■ **Task objective**
Find how many lines below hold "return", then state that number by itself.
BEGIN Recorded information
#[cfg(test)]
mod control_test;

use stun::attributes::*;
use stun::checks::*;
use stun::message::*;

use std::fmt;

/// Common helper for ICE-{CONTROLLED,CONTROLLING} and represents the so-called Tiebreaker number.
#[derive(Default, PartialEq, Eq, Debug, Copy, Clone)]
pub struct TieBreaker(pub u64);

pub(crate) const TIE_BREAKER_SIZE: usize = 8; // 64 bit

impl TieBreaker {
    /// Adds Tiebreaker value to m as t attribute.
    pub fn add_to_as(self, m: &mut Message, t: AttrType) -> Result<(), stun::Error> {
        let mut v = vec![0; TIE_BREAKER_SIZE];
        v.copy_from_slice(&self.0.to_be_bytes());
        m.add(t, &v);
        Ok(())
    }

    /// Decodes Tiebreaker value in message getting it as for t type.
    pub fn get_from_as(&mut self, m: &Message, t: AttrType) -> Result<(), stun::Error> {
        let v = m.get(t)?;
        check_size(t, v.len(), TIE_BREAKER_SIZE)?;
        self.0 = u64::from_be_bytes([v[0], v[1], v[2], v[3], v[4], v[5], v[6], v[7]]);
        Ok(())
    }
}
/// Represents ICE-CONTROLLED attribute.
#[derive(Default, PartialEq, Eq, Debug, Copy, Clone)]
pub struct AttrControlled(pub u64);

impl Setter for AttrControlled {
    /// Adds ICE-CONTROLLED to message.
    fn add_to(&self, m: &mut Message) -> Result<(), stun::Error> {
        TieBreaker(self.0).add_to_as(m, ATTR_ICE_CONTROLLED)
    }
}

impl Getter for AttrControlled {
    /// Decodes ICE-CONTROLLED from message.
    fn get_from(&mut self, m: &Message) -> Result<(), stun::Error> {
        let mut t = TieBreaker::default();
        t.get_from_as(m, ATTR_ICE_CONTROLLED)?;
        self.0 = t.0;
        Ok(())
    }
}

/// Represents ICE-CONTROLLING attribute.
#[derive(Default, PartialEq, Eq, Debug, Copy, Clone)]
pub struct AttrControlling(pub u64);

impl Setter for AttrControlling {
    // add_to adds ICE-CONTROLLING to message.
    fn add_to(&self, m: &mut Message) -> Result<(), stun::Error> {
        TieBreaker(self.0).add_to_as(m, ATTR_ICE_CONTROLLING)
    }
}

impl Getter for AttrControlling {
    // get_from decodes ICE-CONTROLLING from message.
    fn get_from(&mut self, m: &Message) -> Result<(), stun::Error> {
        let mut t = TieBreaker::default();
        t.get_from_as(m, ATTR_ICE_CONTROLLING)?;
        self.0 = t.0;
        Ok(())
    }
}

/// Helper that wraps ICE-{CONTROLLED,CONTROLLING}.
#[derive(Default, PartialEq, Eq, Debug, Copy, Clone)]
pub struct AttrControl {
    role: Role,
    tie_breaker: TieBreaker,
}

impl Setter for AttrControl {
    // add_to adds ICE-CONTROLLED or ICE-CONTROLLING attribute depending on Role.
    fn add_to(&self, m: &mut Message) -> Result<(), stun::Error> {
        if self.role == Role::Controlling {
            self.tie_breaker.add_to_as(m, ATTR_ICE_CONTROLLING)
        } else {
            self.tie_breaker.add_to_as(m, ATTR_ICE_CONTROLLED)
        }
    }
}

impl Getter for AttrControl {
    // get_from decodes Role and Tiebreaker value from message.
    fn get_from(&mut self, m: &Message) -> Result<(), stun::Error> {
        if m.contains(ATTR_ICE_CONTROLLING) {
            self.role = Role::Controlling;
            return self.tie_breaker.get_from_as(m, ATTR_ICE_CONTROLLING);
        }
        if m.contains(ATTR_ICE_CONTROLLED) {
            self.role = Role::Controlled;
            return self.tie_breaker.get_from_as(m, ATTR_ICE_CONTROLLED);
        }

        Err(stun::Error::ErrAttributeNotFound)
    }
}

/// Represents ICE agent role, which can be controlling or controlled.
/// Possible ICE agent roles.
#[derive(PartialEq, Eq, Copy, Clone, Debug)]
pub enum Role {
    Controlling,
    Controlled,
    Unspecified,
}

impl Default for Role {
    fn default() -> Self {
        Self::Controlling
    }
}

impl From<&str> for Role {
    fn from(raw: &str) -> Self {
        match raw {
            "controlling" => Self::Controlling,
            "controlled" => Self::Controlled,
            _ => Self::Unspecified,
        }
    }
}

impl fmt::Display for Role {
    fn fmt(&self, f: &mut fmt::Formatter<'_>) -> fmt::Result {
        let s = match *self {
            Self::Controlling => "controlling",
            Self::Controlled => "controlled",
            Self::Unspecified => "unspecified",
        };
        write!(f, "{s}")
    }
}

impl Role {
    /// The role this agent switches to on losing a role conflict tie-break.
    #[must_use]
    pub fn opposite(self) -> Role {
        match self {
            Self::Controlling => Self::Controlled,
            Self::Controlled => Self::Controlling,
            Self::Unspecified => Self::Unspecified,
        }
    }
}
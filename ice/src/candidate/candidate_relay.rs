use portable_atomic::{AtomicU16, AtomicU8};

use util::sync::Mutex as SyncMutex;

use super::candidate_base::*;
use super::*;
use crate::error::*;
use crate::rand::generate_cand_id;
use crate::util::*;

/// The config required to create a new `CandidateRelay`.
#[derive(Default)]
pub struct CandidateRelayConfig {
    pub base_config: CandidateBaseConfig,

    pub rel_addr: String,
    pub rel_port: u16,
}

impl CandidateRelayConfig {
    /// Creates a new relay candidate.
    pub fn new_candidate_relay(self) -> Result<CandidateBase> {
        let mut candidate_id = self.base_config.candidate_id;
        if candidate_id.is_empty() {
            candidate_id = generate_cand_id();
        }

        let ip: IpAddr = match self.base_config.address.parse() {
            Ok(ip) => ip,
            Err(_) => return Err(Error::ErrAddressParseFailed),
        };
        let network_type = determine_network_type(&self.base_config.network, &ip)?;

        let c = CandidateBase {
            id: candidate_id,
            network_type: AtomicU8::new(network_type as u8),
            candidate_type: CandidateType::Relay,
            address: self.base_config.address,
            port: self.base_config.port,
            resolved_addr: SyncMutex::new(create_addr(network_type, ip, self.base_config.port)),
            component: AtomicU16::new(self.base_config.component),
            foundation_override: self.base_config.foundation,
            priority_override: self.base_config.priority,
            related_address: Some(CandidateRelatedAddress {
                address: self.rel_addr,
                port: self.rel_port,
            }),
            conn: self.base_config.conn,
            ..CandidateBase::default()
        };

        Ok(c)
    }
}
END Recorded information
■ **Reply**
3